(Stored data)
--- START ---
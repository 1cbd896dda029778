//! Central role controller
//!
//! Drives the scan → connect → discover → subscribe lifecycle against a
//! `CentralTransport` and reports connection, scanning and counter changes
//! to a `Listener`.
//!
//! All state changes happen either inside `handle_event` or inside one of
//! the public commands, both of which take `&mut self`. Commands never wait
//! for the transport: outcomes come back later as `CentralEvent`s.

use crate::codec::decode_counter;
use crate::config::CentralConfig;
use crate::error::{log_absorbed, ExchangeError, ProtocolMismatch};
use crate::listener::Listener;
use crate::model::{
    CharacteristicHandle, ConnectOptions, ConnectionState, PeripheralHandle, RadioState,
    ServiceHandle,
};
use crate::transport::{CentralEvent, CentralTransport, TransportError};
use tracing::{debug, info, info_span, warn, Span};

/// Options used for every connection request
pub const CONNECT_OPTIONS: ConnectOptions = ConnectOptions::NOTIFY_ON_CONNECTION
    .union(ConnectOptions::NOTIFY_ON_DISCONNECTION)
    .union(ConnectOptions::NOTIFY_ON_NOTIFICATION);

/// Work parked until the radio reports `PoweredOn`
#[derive(Debug, Clone, Copy, PartialEq, Eq)]
pub enum PendingAction {
    /// Start scanning for the configured service
    StartScan,
    /// Stop scanning and connect to a known peripheral
    Adopt(PeripheralHandle),
}

pub struct CentralController<T, L> {
    transport: T,
    listener: L,
    config: CentralConfig,
    state: ConnectionState,
    peripheral: Option<PeripheralHandle>,
    characteristic: Option<CharacteristicHandle>,
    // Single slot: a newer deferral replaces an unfired older one
    pending: Option<PendingAction>,
    last_value: Option<i64>,
    span: Span,
}

impl<T, L> CentralController<T, L>
where
    T: CentralTransport,
    L: Listener,
{
    pub fn new(transport: T, listener: L, config: CentralConfig) -> Self {
        let span = info_span!("central", service = %config.profile.service_id);
        let state = if transport.radio_state().is_powered_on() {
            ConnectionState::PoweredOn
        } else {
            ConnectionState::PoweredOff
        };

        Self {
            transport,
            listener,
            config,
            state,
            peripheral: None,
            characteristic: None,
            pending: None,
            last_value: None,
            span,
        }
    }

    /// Replace the logging span every operation runs under
    pub fn with_span(mut self, span: Span) -> Self {
        self.span = span;
        self
    }

    pub fn state(&self) -> ConnectionState {
        self.state
    }

    pub fn peripheral(&self) -> Option<PeripheralHandle> {
        self.peripheral
    }

    pub fn last_value(&self) -> Option<i64> {
        self.last_value
    }

    pub fn pending_action(&self) -> Option<PendingAction> {
        self.pending
    }

    pub fn has_pending_action(&self) -> bool {
        self.pending.is_some()
    }

    pub fn config(&self) -> &CentralConfig {
        &self.config
    }

    pub fn transport(&self) -> &T {
        &self.transport
    }

    pub fn listener(&self) -> &L {
        &self.listener
    }

    /// Start looking for the counter peripheral, now or once powered on
    pub fn connect(&mut self) {
        let span = self.span.clone();
        let _enter = span.enter();

        if self.transport.radio_state().is_powered_on() {
            self.pending = None;
            self.start_scanning();
        } else {
            self.defer(PendingAction::StartScan);
        }
    }

    /// Drop the current connection without waiting for confirmation
    ///
    /// Local state is cleared and the listener told immediately. A
    /// disconnect event the transport delivers afterwards is handled like
    /// any other and reports `connected_updated(false)` again.
    pub fn disconnect(&mut self) {
        let span = self.span.clone();
        let _enter = span.enter();

        if let Some(peripheral) = self.peripheral.take() {
            info!(%peripheral, "cancelling connection");
            if let Err(e) = self.transport.cancel_connection(peripheral) {
                log_absorbed(&ExchangeError::transport("cancel connection", e));
            }
        }
        self.characteristic = None;
        if self.state != ConnectionState::PoweredOff {
            self.state = ConnectionState::Disconnected;
        }
        self.listener.connected_updated(false);
    }

    /// Ask for the current counter value outside the notification flow
    pub fn read_value(&mut self) {
        let span = self.span.clone();
        let _enter = span.enter();

        match (self.state, self.peripheral, self.characteristic) {
            (ConnectionState::Connected, Some(peripheral), Some(characteristic)) => {
                if let Err(e) = self.transport.read_value(peripheral, characteristic) {
                    log_absorbed(&ExchangeError::transport("read value", e));
                }
            }
            _ => debug!(state = %self.state, "no counter characteristic to read yet"),
        }
    }

    /// Process one transport callback
    pub fn handle_event(&mut self, event: CentralEvent) {
        let span = self.span.clone();
        let _enter = span.enter();
        debug!(%event, "transport event");

        match event {
            CentralEvent::RadioStateChanged(radio) => self.on_radio_state(radio),
            CentralEvent::PeripheralDiscovered {
                peripheral,
                advertisement,
                rssi,
            } => {
                info!(
                    %peripheral,
                    rssi,
                    name = ?advertisement.local_name,
                    services = advertisement.service_ids.len(),
                    "discovered peripheral"
                );
                self.adopt(peripheral);
            }
            CentralEvent::Connected(peripheral) => self.on_connected(peripheral),
            CentralEvent::ConnectFailed { peripheral, error } => {
                self.on_connect_failed(peripheral, error)
            }
            CentralEvent::Disconnected { peripheral, error } => {
                self.on_disconnected(peripheral, error)
            }
            CentralEvent::RestoredState(peripherals) => self.on_restored(peripherals),
            CentralEvent::ServicesDiscovered { peripheral, result } => {
                self.on_services_discovered(peripheral, result)
            }
            CentralEvent::CharacteristicsDiscovered {
                peripheral,
                service,
                result,
            } => self.on_characteristics_discovered(peripheral, service, result),
            CentralEvent::ValueUpdated {
                characteristic,
                result,
                ..
            } => self.on_value_updated(characteristic, result),
            CentralEvent::NotificationStateUpdated {
                characteristic,
                result,
                ..
            } => match result {
                Ok(enabled) => info!(characteristic = %characteristic.id, enabled, "notification state updated"),
                Err(e) => log_absorbed(&ExchangeError::transport("enable notifications", e)),
            },
        }
    }

    fn defer(&mut self, action: PendingAction) {
        info!(?action, "radio not powered on, deferring");
        if let Some(previous) = self.pending.replace(action) {
            debug!(?previous, ?action, "deferred action superseded");
        }
    }

    fn start_scanning(&mut self) {
        if let Some(peripheral) = self.peripheral {
            info!(%peripheral, state = %self.state, "already holding a peripheral, not scanning");
            return;
        }

        let services = [self.config.profile.service_id];
        match self.transport.start_scan(&services) {
            Ok(()) => {
                info!("scanning");
                self.state = ConnectionState::Scanning;
                self.listener.scanning_updated(true);
            }
            Err(e) => log_absorbed(&ExchangeError::transport("start scan", e)),
        }
    }

    /// Shared path for discovered and restored peripherals
    fn adopt(&mut self, peripheral: PeripheralHandle) {
        if !self.transport.radio_state().is_powered_on() {
            self.defer(PendingAction::Adopt(peripheral));
            return;
        }
        self.pending = None;

        if let Some(current) = self.peripheral {
            debug!(%current, %peripheral, "already holding a peripheral, ignoring");
            return;
        }

        if self.transport.is_scanning() {
            if let Err(e) = self.transport.stop_scan() {
                log_absorbed(&ExchangeError::transport("stop scan", e));
            }
            self.listener.scanning_updated(false);
        }

        self.peripheral = Some(peripheral);
        self.state = ConnectionState::Connecting;
        info!(%peripheral, "connecting");
        if let Err(e) = self.transport.connect(peripheral, CONNECT_OPTIONS) {
            log_absorbed(&ExchangeError::transport("connect", e));
            self.peripheral = None;
            self.state = ConnectionState::Disconnected;
        }
    }

    fn on_radio_state(&mut self, radio: RadioState) {
        if radio.is_powered_on() {
            info!("radio powered on");
            if self.state == ConnectionState::PoweredOff {
                self.state = ConnectionState::PoweredOn;
            }
            match self.pending.take() {
                Some(PendingAction::StartScan) => self.start_scanning(),
                Some(PendingAction::Adopt(peripheral)) => self.adopt(peripheral),
                None => {}
            }
            return;
        }

        log_absorbed(&ExchangeError::RadioUnavailable(radio));
        let was_scanning = self.state == ConnectionState::Scanning;
        self.state = ConnectionState::PoweredOff;
        self.characteristic = None;
        if was_scanning {
            self.listener.scanning_updated(false);
        }
        if let Some(peripheral) = self.peripheral.take() {
            warn!(%peripheral, "radio lost while holding a peripheral");
            self.listener.connected_updated(false);
        }
    }

    fn on_connected(&mut self, peripheral: PeripheralHandle) {
        if self.peripheral != Some(peripheral) {
            warn!(%peripheral, "connection for a peripheral we are not holding, ignoring");
            return;
        }

        info!(%peripheral, "connected");
        self.state = ConnectionState::Connected;
        self.listener.connected_updated(true);

        let services = [self.config.profile.service_id];
        if let Err(e) = self.transport.discover_services(peripheral, &services) {
            log_absorbed(&ExchangeError::transport("discover services", e));
        }
    }

    fn on_connect_failed(&mut self, peripheral: PeripheralHandle, error: TransportError) {
        log_absorbed(&ExchangeError::transport("connect", error));
        if self.peripheral == Some(peripheral) {
            self.peripheral = None;
            self.characteristic = None;
            self.state = ConnectionState::Disconnected;
        }
    }

    fn on_disconnected(&mut self, peripheral: PeripheralHandle, error: Option<TransportError>) {
        match &error {
            Some(e) => warn!(%peripheral, error = %e, "disconnected with error"),
            None => info!(%peripheral, "disconnected"),
        }

        // A late confirmation may name an older handle; local state is
        // cleared regardless.
        if let Some(current) = self.peripheral {
            if current != peripheral {
                warn!(%current, %peripheral, "disconnect names a different peripheral, clearing anyway");
            }
        }

        self.peripheral = None;
        self.characteristic = None;
        if self.state != ConnectionState::PoweredOff {
            self.state = ConnectionState::Disconnected;
        }
        self.listener.connected_updated(false);
    }

    fn on_restored(&mut self, peripherals: Vec<PeripheralHandle>) {
        if peripherals.is_empty() {
            info!("no restored peripherals");
            return;
        }
        info!(count = peripherals.len(), "restoring peripherals");
        for peripheral in peripherals {
            self.adopt(peripheral);
        }
    }

    fn on_services_discovered(
        &mut self,
        peripheral: PeripheralHandle,
        result: Result<Vec<ServiceHandle>, TransportError>,
    ) {
        let services = match result {
            Ok(services) => services,
            Err(e) => {
                log_absorbed(&ExchangeError::transport("discover services", e));
                return;
            }
        };
        if services.is_empty() {
            warn!(%peripheral, "no services");
            return;
        }

        for service in services {
            debug!(service = %service.id, handle = service.handle, "discovering characteristics");
            if let Err(e) = self
                .transport
                .discover_characteristics(peripheral, service, &[])
            {
                log_absorbed(&ExchangeError::transport("discover characteristics", e));
            }
        }
    }

    fn on_characteristics_discovered(
        &mut self,
        peripheral: PeripheralHandle,
        service: ServiceHandle,
        result: Result<Vec<CharacteristicHandle>, TransportError>,
    ) {
        let characteristics = match result {
            Ok(characteristics) => characteristics,
            Err(e) => {
                log_absorbed(&ExchangeError::transport("discover characteristics", e));
                return;
            }
        };

        for characteristic in characteristics {
            debug!(
                service = %service.id,
                characteristic = %characteristic.id,
                read = characteristic.supports_read(),
                notify = characteristic.supports_notify(),
                "characteristic discovered"
            );
            if characteristic.id == self.config.profile.characteristic_id {
                self.characteristic = Some(characteristic);
            }
            if characteristic.supports_notify() {
                if let Err(e) = self.transport.set_notify(peripheral, characteristic, true) {
                    log_absorbed(&ExchangeError::transport("enable notifications", e));
                }
            }
        }
    }

    fn on_value_updated(
        &mut self,
        characteristic: CharacteristicHandle,
        result: Result<Vec<u8>, TransportError>,
    ) {
        let bytes = match result {
            Ok(bytes) => bytes,
            Err(e) => {
                log_absorbed(&ExchangeError::transport("value update", e));
                return;
            }
        };

        let expected = self.config.profile.characteristic_id;
        if characteristic.id != expected {
            log_absorbed(&ExchangeError::from(
                ProtocolMismatch::UnexpectedCharacteristic {
                    expected,
                    actual: characteristic.id,
                },
            ));
            return;
        }

        match decode_counter(&bytes) {
            Ok(value) => {
                info!(value, "counter updated");
                self.last_value = Some(value);
                self.listener.value_updated(value);
            }
            Err(e) => log_absorbed(&ExchangeError::from(ProtocolMismatch::from(e))),
        }
    }
}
--- END ---
- **Your assignment**
The word to look for is "CentralTransport"; copy out every line of the entries that holds it.

- **Your response**
//! `CentralTransport` and reports connection, scanning and counter changes
use crate::transport::{CentralEvent, CentralTransport, TransportError};
    T: CentralTransport,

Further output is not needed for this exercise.